When the hell did a bunch of billionaires become communists whinging about payroll disparity?

Oh, right, because it means more money for them while screwing over labor and the fans.

I've pointed out elsewhere that there is literally nothing stopping owners from enacting aggressive revenue sharing among themselves. It would require zero input from the players.
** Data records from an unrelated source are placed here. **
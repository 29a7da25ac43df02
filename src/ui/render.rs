//! ui::render
//!
//! Pure rendering of a resolved breadcrumb trail.
//!
//! # Design
//!
//! Rendering takes immutable inputs (the trail and the current route
//! parameters) and returns markup. It has no side effects and never
//! triggers navigation.
//!
//! Every trail entry occupies one slot. An entry without breadcrumb
//! metadata, or whose label evaluates to an empty string, renders as an
//! empty placeholder. The last entry is the current page: it is rendered
//! as plain text, never as a link.
//!
//! # Example Output
//!
//! ```html
//! <ol class="breadcrumb">
//!   <li class="breadcrumb-item"><a href="/users">Users</a></li>
//!   <li class="breadcrumb-item"><span>Edit user #42</span></li>
//! </ol>
//! ```
//!
//! (Whitespace added for readability; the output has none.)

use serde::Serialize;

use super::markup::{Element, Node};
use super::template::Template;
use crate::core::resolver::ResolvedBreadcrumbs;
use crate::core::route::RouteRecord;
use crate::core::types::RouteParams;

/// Default class of the list element.
pub const DEFAULT_LIST_CLASS: &str = "breadcrumb";

/// Default class of each item element.
pub const DEFAULT_ITEM_CLASS: &str = "breadcrumb-item";

/// A visible breadcrumb item.
#[derive(Debug, Clone, PartialEq, Eq, Serialize)]
pub struct CrumbItem {
    /// Position in the trail, counting placeholder slots
    pub index: usize,
    /// Display label (never empty)
    pub label: String,
    /// Path with route parameters substituted
    pub path: String,
    /// Whether this is the last entry of the trail
    pub current: bool,
}

/// Options of the breadcrumb component.
#[derive(Debug, Clone, PartialEq, Eq)]
pub struct RenderOptions {
    pub list_class: String,
    pub item_class: String,
    /// When set, replaces the default markup.
    pub template: Option<Template>,
}

impl Default for RenderOptions {
    fn default() -> Self {
        Self {
            list_class: DEFAULT_LIST_CLASS.to_string(),
            item_class: DEFAULT_ITEM_CLASS.to_string(),
            template: None,
        }
    }
}

/// Display label of an entry, if it has a non-empty one.
pub fn crumb_label(entry: &RouteRecord, params: &RouteParams) -> Option<String> {
    entry
        .breadcrumb
        .as_ref()
        .map(|meta| meta.evaluate(params))
        .and_then(|bc| bc.visible_label().map(str::to_string))
}

/// Path of an entry with route parameters substituted.
pub fn crumb_path(entry: &RouteRecord, params: &RouteParams) -> String {
    params.substitute(&entry.path)
}

/// One slot per trail entry; `None` for entries that render as placeholders.
pub fn crumb_items(trail: &ResolvedBreadcrumbs, params: &RouteParams) -> Vec<Option<CrumbItem>> {
    let last = trail.len().saturating_sub(1);

    trail
        .iter()
        .enumerate()
        .map(|(index, entry)| {
            let path = crumb_path(entry, params);
            crumb_label(entry, params).map(|label| CrumbItem {
                index,
                label,
                path,
                current: index == last,
            })
        })
        .collect()
}

/// Render a trail with the default markup.
///
/// An empty trail renders as a single empty `<span>`.
pub fn render_breadcrumbs(
    trail: &ResolvedBreadcrumbs,
    params: &RouteParams,
    options: &RenderOptions,
) -> Node {
    if trail.is_empty() {
        return placeholder();
    }

    let items = crumb_items(trail, params).into_iter().map(|slot| match slot {
        Some(item) => render_item(&item, options),
        None => placeholder(),
    });

    Element::new("ol")
        .class(&options.list_class)
        .children(items)
        .into()
}

fn render_item(item: &CrumbItem, options: &RenderOptions) -> Node {
    let inner = if item.current {
        Element::new("span")
    } else {
        Element::new("a").attr("href", item.path.clone())
    }
    .child(Node::text(item.label.clone()));

    Element::new("li")
        .class(&options.item_class)
        .child(inner)
        .into()
}

fn placeholder() -> Node {
    Element::new("span").into()
}

/// The breadcrumb component: a trail renderer configured once per application.
#[derive(Debug, Clone, Default)]
pub struct BreadcrumbComponent {
    options: RenderOptions,
}

impl BreadcrumbComponent {
    pub fn new(options: RenderOptions) -> Self {
        Self { options }
    }

    /// Whether the default markup is in use (no custom template).
    pub fn uses_default_render(&self) -> bool {
        self.options.template.is_none()
    }

    /// Render a trail to HTML.
    ///
    /// With a custom template, the template is rendered once per visible
    /// item and the results are concatenated; otherwise the default markup
    /// is used.
    pub fn render(&self, trail: &ResolvedBreadcrumbs, params: &RouteParams) -> String {
        match &self.options.template {
            Some(template) => crumb_items(trail, params)
                .iter()
                .flatten()
                .map(|item| template.render_item(item))
                .collect(),
            None => render_breadcrumbs(trail, params, &self.options).to_html(),
        }
    }
}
But the owners want to take from them to facilitate less payroll disparity instead, for obvious reasons.

Posted
12 minutes ago, Tryptamine said:

Taking the viewpoint of, as far as I'm concerned everyone else can get horsefeathered, as long as I enjoy myself is not an exactly enlightened way to watch baseball.

That's not exactly my view, but that's exactly what the owners and players do.  As i said, i want a fair deal for players.

We're all paying customers and most of us are on working class incomes.  Who is looking out for our interests?  The owners and players aren't.

The status quo is screwing over fans of 29 teams so I don't see the point of losing a year of baseball to uphold that system.

Posted
12 minutes ago, Stratos said:

The status quo is screwing over fans of 29 teams so I don't see the point of losing a year of baseball to uphold that system.

 

This isn't a strike; the owners are the ones locking out the players, and the owners could easily take a number of steps to mitigate these competition issues without player approval, be it through additional revenue sharing, increased payrolls, or otherwise.

The payroll and competitive disparities were self-inflicted by the owners. This is just a money grab under the guise of fairness.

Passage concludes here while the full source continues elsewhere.